Mrin Posted October 2, 2021 Posted October 2, 2021 (edited) On 9/30/2021 at 7:39 PM, turokturok5 said: What would be the best way to let her know I'm not keen on the idea of being friends? I understand that she is likely to use this as a way to continue to get attention from me without any other obligations as her ex will be a long distance relationship again...I feel like I need to do it with a bit of tact and not come across as being overly dramatic or mean as we're coworkers and I have to think about my reputation at work. She's done a complete 180 now and is messaging me all the time...I'm ignoring most of the them but then she just ends up double and triple texting me to which I bluntly reply... "Hey there. Say, I know I said I wanted to be friends and I do, because I thoroughly enjoy you. Perhaps a little too much.

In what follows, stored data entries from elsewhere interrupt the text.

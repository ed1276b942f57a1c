use indexmap::IndexMap;

use crate::model::task::TaskModel;

/// Error type for document operations
#[derive(Debug, thiserror::Error)]
pub enum DocumentError {
    /// Two entries collide on the same mapping key. Export is
    /// all-or-nothing: nothing is dropped or overwritten.
    #[error("duplicate task name: {name:?}")]
    DuplicateName { name: String },
    /// An index outside the entry sequence
    #[error("entry index out of range: {0}")]
    IndexOutOfRange(usize),
}

/// The ordered sequence of tasks being edited.
///
/// Order is meaningful: it drives display order and paste positions. The
/// name index is derived on demand (`export`, `index_of`), never stored
/// alongside the sequence, so the two cannot drift apart.
#[derive(Debug, Clone, Default, PartialEq)]
pub struct PipelineDocument {
    entries: Vec<TaskModel>,
}

impl PipelineDocument {
    pub fn new() -> Self {
        PipelineDocument::default()
    }

    pub fn len(&self) -> usize {
        self.entries.len()
    }

    pub fn is_empty(&self) -> bool {
        self.entries.is_empty()
    }

    pub fn get(&self, index: usize) -> Option<&TaskModel> {
        self.entries.get(index)
    }

    pub fn get_mut(&mut self, index: usize) -> Option<&mut TaskModel> {
        self.entries.get_mut(index)
    }

    pub fn iter(&self) -> std::slice::Iter<'_, TaskModel> {
        self.entries.iter()
    }

    pub fn entries(&self) -> &[TaskModel] {
        &self.entries
    }

    /// Index of the first entry with the given name
    pub fn index_of(&self, name: &str) -> Option<usize> {
        self.entries.iter().position(|t| t.name == name)
    }

    /// Replace the whole sequence from a name-to-task mapping. Each key is
    /// stamped into its entry's `name` field (the key is authoritative, a
    /// stray inner `name` key is dropped); entry order follows the
    /// mapping's iteration order.
    pub fn load(&mut self, mapping: IndexMap<String, TaskModel>) {
        self.entries = mapping
            .into_iter()
            .map(|(name, mut task)| {
                task.stamp_name(name);
                task
            })
            .collect();
    }

    /// Append an entry, returning its index
    pub fn push(&mut self, entry: TaskModel) -> usize {
        self.entries.push(entry);
        self.entries.len() - 1
    }

    /// Insert `entry` at `index`, shifting later entries down.
    /// `index == len` appends.
    pub fn insert_at(&mut self, index: usize, entry: TaskModel) -> Result<(), DocumentError> {
        if index > self.entries.len() {
            return Err(DocumentError::IndexOutOfRange(index));
        }
        self.entries.insert(index, entry);
        Ok(())
    }

    /// Remove and return the entry at `index`
    pub fn remove_at(&mut self, index: usize) -> Result<TaskModel, DocumentError> {
        if index >= self.entries.len() {
            return Err(DocumentError::IndexOutOfRange(index));
        }
        Ok(self.entries.remove(index))
    }

    /// Swap in a whole new sequence, returning the prior one
    pub fn replace_all(&mut self, entries: Vec<TaskModel>) -> Vec<TaskModel> {
        std::mem::replace(&mut self.entries, entries)
    }

    /// Build the name-to-task mapping for persistence or transfer.
    ///
    /// All-or-nothing: the first key collision fails the whole export
    /// without yielding a partial mapping. Blank names are legal keys, but
    /// two of them still collide.
    pub fn export(&self) -> Result<IndexMap<String, TaskModel>, DocumentError> {
        let mut mapping = IndexMap::with_capacity(self.entries.len());
        for entry in &self.entries {
            if mapping.contains_key(&entry.name) {
                return Err(DocumentError::DuplicateName {
                    name: entry.name.clone(),
                });
            }
            mapping.insert(entry.name.clone(), entry.clone());
        }
        Ok(mapping)
    }
}
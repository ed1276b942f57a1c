use pipewright::codec::pipeline::{from_json, to_json, to_json_compact};
use pipewright::model::task::{OneOrMany, Point, Rect};
use pretty_assertions::assert_eq;
use std::fs;
use std::path::Path;

fn read_fixture(fixture_name: &str) -> String {
    let path = Path::new(env!("CARGO_MANIFEST_DIR"))
        .join("tests/fixtures")
        .join(fixture_name);
    fs::read_to_string(&path)
        .unwrap_or_else(|e| panic!("Could not read fixture {}: {}", fixture_name, e))
}

/// Helper: load a fixture file, parse it, serialize it, and assert
/// byte-for-byte equality
fn assert_pipeline_round_trip(fixture_name: &str) {
    let source = read_fixture(fixture_name);

    let mapping = from_json(&source).unwrap();
    let output = to_json(&mapping).unwrap();

    assert_eq!(
        output, source,
        "Round-trip failed for fixture: {}",
        fixture_name
    );
}

// ============================================================================
// Round-trip tests
// ============================================================================

#[test]
fn round_trip_minimal() {
    assert_pipeline_round_trip("minimal.json");
}

#[test]
fn round_trip_arena() {
    assert_pipeline_round_trip("arena.json");
}

#[test]
fn round_trip_empty_document() {
    let mapping = from_json("{}").unwrap();
    assert_eq!(to_json(&mapping).unwrap(), "{}");
}

#[test]
fn compact_form_parses_back_identically() {
    let source = read_fixture("arena.json");
    let mapping = from_json(&source).unwrap();

    let compact = to_json_compact(&mapping).unwrap();
    assert!(!compact.contains('\n'));

    let reparsed = from_json(&compact).unwrap();
    assert_eq!(to_json(&reparsed).unwrap(), source);
}

// ============================================================================
// Parse correctness tests
// ============================================================================

#[test]
fn arena_parse_correctness() {
    let source = read_fixture("arena.json");
    let mapping = from_json(&source).unwrap();

    let keys: Vec<&String> = mapping.keys().collect();
    assert_eq!(
        keys,
        vec![
            "EnterArena",
            "WaitBattleStart",
            "BattleLoop",
            "CollectReward",
            "Idle"
        ]
    );

    // EnterArena: single-value roi and template stay single
    let enter = &mapping["EnterArena"];
    assert_eq!(enter.recognition.as_deref(), Some("TemplateMatch"));
    assert_eq!(enter.action.as_deref(), Some("Click"));
    assert_eq!(enter.roi, OneOrMany::One(Rect::new(520, 310, 240, 120)));
    assert_eq!(enter.template, OneOrMany::One("arena/enter.png".to_string()));
    assert_eq!(enter.next, Some(vec!["WaitBattleStart".to_string()]));

    // WaitBattleStart: list-form roi and expected
    let wait = &mapping["WaitBattleStart"];
    assert_eq!(
        wait.roi,
        OneOrMany::Many(vec![
            Rect::new(0, 0, 1280, 720),
            Rect::new(100, 50, 600, 200)
        ])
    );
    assert_eq!(
        wait.expected,
        OneOrMany::Many(vec!["Start".to_string(), "Begin".to_string()])
    );

    // BattleLoop: swipe endpoints, color bounds, and a self-link in next
    let battle = &mapping["BattleLoop"];
    assert_eq!(battle.begin, Some(Point::new(640, 500)));
    assert_eq!(battle.end, Some(Point::new(640, 200)));
    assert_eq!(battle.upper, Some(vec![255, 255, 255]));
    assert_eq!(battle.lower, Some(vec![180, 180, 180]));
    assert_eq!(
        battle.next,
        Some(vec!["BattleLoop".to_string(), "CollectReward".to_string()])
    );

    // CollectReward: action target
    let collect = &mapping["CollectReward"];
    assert_eq!(collect.target, Some(Rect::new(600, 400, 80, 80)));

    // Idle: nothing set at all
    let idle = &mapping["Idle"];
    assert!(idle.recognition.is_none());
    assert!(idle.action.is_none());
    assert!(idle.next.is_none());
    assert!(idle.roi.is_empty());
    assert!(idle.extra.is_empty());
}

#[test]
fn unmodeled_fields_ride_in_extra() {
    let source = read_fixture("arena.json");
    let mapping = from_json(&source).unwrap();

    let enter = &mapping["EnterArena"];
    assert_eq!(enter.extra.len(), 1);
    assert_eq!(enter.extra["timeout"], serde_json::json!(20000));

    assert_eq!(
        mapping["WaitBattleStart"].extra["pre_delay"],
        serde_json::json!(500)
    );
    assert_eq!(
        mapping["CollectReward"].extra["post_delay"],
        serde_json::json!(1000)
    );

    // Modeled fields never leak into extra
    assert!(!enter.extra.contains_key("roi"));
    assert!(!enter.extra.contains_key("template"));
}

// ============================================================================
// Selective rewrite tests
// ============================================================================

/// The core editing property: changing one field of one task changes only
/// that field's line in the output. Every other task, and every other line
/// of the edited task, stays byte-for-byte identical to the source.
#[test]
fn editing_one_task_leaves_others_byte_identical() {
    let source = read_fixture("arena.json");
    let mut mapping = from_json(&source).unwrap();

    mapping.get_mut("BattleLoop").unwrap().action = Some("LongPress".to_string());
    let output = to_json(&mapping).unwrap();

    // The only difference should be the one action value
    let expected = source.replace("\"action\": \"Swipe\"", "\"action\": \"LongPress\"");
    assert_eq!(output, expected);
}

I really dug our sexual chemistry. But I don't think it is a good idea to hang out together. You have stated that you don't want to sleep with anyone right now and are hoping to reconcile with your ex. I want to respect that. Given our sexual chemistry, chilling out at my place watching movies together is too great a temptation and would probably result in something happening that would be either awkward for me or regretted by you the next morning. So I think it is better to honor our spoken intentions and put some physical space between us. Does that make sense?" Edited October 2, 2021 by Mrin
glows Posted October 2, 2021 Posted October 2, 2021 14 hours ago, turokturok5 said: It's the first proper "casual" relationship I've ever had really and I think I started to get a bit too invested by treating her like a girlfriend. This sums it up very well. Let it go and enjoy the rest of your stay in this area. If it's once in a lifetime, why spend these precious days and hours pining after someone who wants to be with someone else also?